Find the curvature of the curve defined by the parametric equation $r\left(t\right)=\left(\cos\left(-3t\right),\:\sin\left(-3t\right),\:5t\right)$ at $t=\frac{\pi }{6}$.
So what I did was find the unit tangent vector, which was $\left(-\frac{3}{\sqrt{34}},\:0,\:\frac{5}{\sqrt{34}}\right)$. The derivative of this unit tangent vector at the same point is $(0, 9, 0)$ which had a magnitude of $9$. The magnitude for the derivative of the initial parametric equation was $\sqrt{34}$ as the vector was $(-3, 0, 5)$. So to calculate the curvature, I divided the magnitude of the unit tangent vector by the magnitude of the derivative of the initial parametric equation to get $\frac{9}{\sqrt{34}}$, but this is incorrect.
Any help?
Note that $\|r'(t)\|=\sqrt{34}$. Hence $$ r(s) = \left(\cos(\tfrac{3}{\sqrt{34}}s), -\sin(\tfrac{3}{\sqrt{34}}s),\tfrac{5}{\sqrt{34}}s\right) $$ is a unit speed parametrisation of the curve.

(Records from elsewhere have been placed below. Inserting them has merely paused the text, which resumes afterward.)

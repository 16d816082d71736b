pub mod domain;
pub mod gateway;
pub mod geo;
pub mod identity;
pub mod interactions;
pub mod ports;
pub mod proximity;

pub use domain::{GeoPoint, Interaction, InteractionKind, LikeDuplicatePolicy, NearbyUser, User};
pub use gateway::InteractionGateway;
pub use identity::IdentityResolver;
pub use interactions::InteractionStore;
pub use ports::{DatabaseService, IdentityService, NotificationService, PortError, PortResult};
pub use proximity::ProximityFinder;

Now the curvature is given by $\|T'(s)\|$. Note that $$ T(s)={r'(s)}=\left(-\frac{3}{\sqrt{34}} \sin (\tfrac{3}{\sqrt{34}} s),-\frac{3}{\sqrt{34}}\cos (\tfrac{3}{\sqrt{34}} s),\frac{5}{\sqrt{34}}\right). $$ Deriving this once more gives $$ T'(s) = \left(-\frac{9}{34}\cos (\tfrac{3}{\sqrt{34}} s),\frac{9}{34}\sin(\tfrac{3}{\sqrt{34}} s),0\right). $$ Note that the norm $\|T'(s)\|=\tfrac{9}{34}$ everywhere.